(Saved entries)
◆ ◆ ◆ ◆ ◆ ◆ ◆

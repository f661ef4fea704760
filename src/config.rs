//! Settings resolution: built-in defaults, then the optional TOML file,
//! then command-line flags.

use crate::cli::Cli;
use directories::{BaseDirs, ProjectDirs};
use log::{debug, info};
use serde::{Deserialize, Serialize};
use std::fs;
use std::path::{Path, PathBuf};

pub const DEFAULT_REFRESH_RATE: u64 = 1;
pub const DEFAULT_SCHEDULED: &str = "today";
pub const DEFAULT_TASK_COMMAND: &str = "task";
const LOG_FILE_NAME: &str = "taskschedule.log";

#[derive(thiserror::Error, Debug)]
pub enum ConfigError {
    #[error("reading config {path}: {source}")]
    Io {
        path: PathBuf,
        source: std::io::Error,
    },
    #[error("parsing config {path}: {source}")]
    Parse {
        path: PathBuf,
        source: toml::de::Error,
    },
}

#[derive(Debug, Default, Deserialize, Serialize)]
pub struct FileConfig {
    #[serde(default)]
    pub schedule: ScheduleSection,
    #[serde(default)]
    pub taskwarrior: TaskwarriorSection,
    #[serde(default)]
    pub log: LogSection,
}

#[derive(Debug, Default, Deserialize, Serialize)]
pub struct ScheduleSection {
    pub refresh_rate: Option<u64>,
    pub scheduled: Option<String>,
    pub completed: Option<bool>,
    pub hide_empty: Option<bool>,
    pub hide_projects: Option<bool>,
}

#[derive(Debug, Default, Deserialize, Serialize)]
pub struct TaskwarriorSection {
    pub command: Option<String>,
    pub data_location: Option<String>,
    pub taskrc: Option<String>,
}

#[derive(Debug, Default, Deserialize, Serialize)]
pub struct LogSection {
    pub file: Option<String>,
}

/// Where tasks come from.
#[derive(Debug, Clone, PartialEq, Eq)]
pub enum SourceSettings {
    TaskWarrior {
        command: PathBuf,
        data_location: Option<PathBuf>,
        taskrc: Option<PathBuf>,
    },
    ExportFile(PathBuf),
}

#[derive(Debug, Clone, PartialEq, Eq)]
pub struct Settings {
    pub refresh_rate: u64,
    pub scheduled: String,
    pub completed: bool,
    pub hide_empty: bool,
    pub hide_projects: bool,
    pub source: SourceSettings,
    pub log_file: Option<PathBuf>,
    pub verbose: bool,
}

impl Default for Settings {
    fn default() -> Self {
        Settings {
            refresh_rate: DEFAULT_REFRESH_RATE,
            scheduled: DEFAULT_SCHEDULED.to_string(),
            completed: true,
            hide_empty: true,
            hide_projects: false,
            source: SourceSettings::TaskWarrior {
                command: PathBuf::from(DEFAULT_TASK_COMMAND),
                data_location: None,
                taskrc: None,
            },
            log_file: default_log_path(),
            verbose: false,
        }
    }
}

impl Settings {
    pub fn resolve(file: FileConfig, cli: &Cli) -> Self {
        let defaults = Settings::default();
        let schedule = file.schedule;
        let tw = file.taskwarrior;

        let refresh_rate = cli
            .refresh
            .or(schedule.refresh_rate)
            .unwrap_or(defaults.refresh_rate)
            .max(1);
        let scheduled = cli
            .scheduled
            .clone()
            .or(schedule.scheduled)
            .unwrap_or(defaults.scheduled);
        let completed = !cli.no_completed && schedule.completed.unwrap_or(defaults.completed);
        let hide_empty = !cli.show_empty && schedule.hide_empty.unwrap_or(defaults.hide_empty);
        let hide_projects =
            cli.hide_projects || schedule.hide_projects.unwrap_or(defaults.hide_projects);

        let source = match &cli.import {
            Some(path) => SourceSettings::ExportFile(path.clone()),
            None => SourceSettings::TaskWarrior {
                command: tw
                    .command
                    .map(PathBuf::from)
                    .unwrap_or_else(|| PathBuf::from(DEFAULT_TASK_COMMAND)),
                data_location: cli
                    .data_location
                    .clone()
                    .or_else(|| tw.data_location.as_deref().map(expand_home)),
                taskrc: cli
                    .taskrc
                    .clone()
                    .or_else(|| tw.taskrc.as_deref().map(expand_home)),
            },
        };

        let log_file = cli
            .log_file
            .clone()
            .or_else(|| file.log.file.as_deref().map(expand_home))
            .or(defaults.log_file);

        Settings {
            refresh_rate,
            scheduled,
            completed,
            hide_empty,
            hide_projects,
            source,
            log_file,
            verbose: cli.verbose,
        }
    }
}

fn project_dirs() -> Option<ProjectDirs> {
    ProjectDirs::from("", "", "taskschedule")
}

pub fn default_config_path() -> Option<PathBuf> {
    project_dirs().map(|dirs| dirs.config_dir().join("config.toml"))
}

fn default_log_path() -> Option<PathBuf> {
    project_dirs().map(|dirs| dirs.data_dir().join(LOG_FILE_NAME))
}

/// Loads the config file. A missing file yields defaults.
pub fn load_config(path: Option<&Path>) -> Result<FileConfig, ConfigError> {
    let path = match path.map(Path::to_path_buf).or_else(default_config_path) {
        Some(p) => p,
        None => return Ok(FileConfig::default()),
    };
    if !path.exists() {
        debug!("no config file at {}", path.display());
        return Ok(FileConfig::default());
    }
    let contents = fs::read_to_string(&path).map_err(|source| ConfigError::Io {
        path: path.clone(),
        source,
    })?;
    let config = toml::from_str(&contents).map_err(|source| ConfigError::Parse {
        path: path.clone(),
        source,
    })?;
    info!("loaded config from {}", path.display());
    Ok(config)
}

pub fn expand_home(raw: &str) -> PathBuf {
    if let Some(rest) = raw.strip_prefix("~/") {
        if let Some(base) = BaseDirs::new() {
            return base.home_dir().join(rest);
        }
    }
    PathBuf::from(raw)
}

#[cfg(test)]
mod tests {
    use super::*;
    use clap::Parser;
    use std::io::Write;

    fn cli(args: &[&str]) -> Cli {
        let mut argv = vec!["taskschedule"];
        argv.extend_from_slice(args);
        Cli::parse_from(argv)
    }

    #[test]
    fn defaults_without_file_or_flags() {
        let settings = Settings::resolve(FileConfig::default(), &cli(&[]));
        assert_eq!(settings.refresh_rate, 1);
        assert_eq!(settings.scheduled, "today");
        assert!(settings.completed);
        assert!(settings.hide_empty);
        assert!(!settings.hide_projects);
        assert!(matches!(settings.source, SourceSettings::TaskWarrior { .. }));
    }

    #[test]
    fn flags_override_file_values() {
        let file: FileConfig = toml::from_str(
            r#"
            [schedule]
            refresh_rate = 5
            scheduled = "tomorrow"
            hide_empty = true
            [taskwarrior]
            data_location = "/srv/tasks"
            "#,
        )
        .unwrap();
        let settings = Settings::resolve(
            file,
            &cli(&["--refresh", "3", "--show-empty", "--no-completed"]),
        );
        assert_eq!(settings.refresh_rate, 3);
        assert_eq!(settings.scheduled, "tomorrow");
        assert!(!settings.hide_empty);
        assert!(!settings.completed);
        assert_eq!(
            settings.source,
            SourceSettings::TaskWarrior {
                command: PathBuf::from("task"),
                data_location: Some(PathBuf::from("/srv/tasks")),
                taskrc: None,
            }
        );
    }

    #[test]
    fn zero_refresh_rate_is_clamped() {
        let settings = Settings::resolve(FileConfig::default(), &cli(&["--refresh", "0"]));
        assert_eq!(settings.refresh_rate, 1);
    }

    #[test]
    fn import_flag_selects_export_file() {
        let settings = Settings::resolve(FileConfig::default(), &cli(&["--import", "tasks.json"]));
        assert_eq!(
            settings.source,
            SourceSettings::ExportFile(PathBuf::from("tasks.json"))
        );
    }

    #[test]
    fn missing_file_is_default_and_malformed_file_errors() {
        let dir = tempfile::tempdir().unwrap();
        let missing = dir.path().join("absent.toml");
        assert!(load_config(Some(missing.as_path())).is_ok());

        let bad = dir.path().join("bad.toml");
        let mut f = fs::File::create(&bad).unwrap();
        writeln!(f, "[schedule\nrefresh_rate = ").unwrap();
        assert!(matches!(
            load_config(Some(bad.as_path())),
            Err(ConfigError::Parse { .. })
        ));
    }

    #[test]
    fn home_prefix_expands() {
        let expanded = expand_home("~/.task");
        assert!(expanded.ends_with(".task"));
        assert_eq!(expand_home("/abs/path"), PathBuf::from("/abs/path"));
    }
}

◆ ◆ ◆ ◆ ◆ ◆ ◆

• Exercise details: What is the number of lines above that hold the word "args"? Answer with that number alone.

• Finished exercise: 2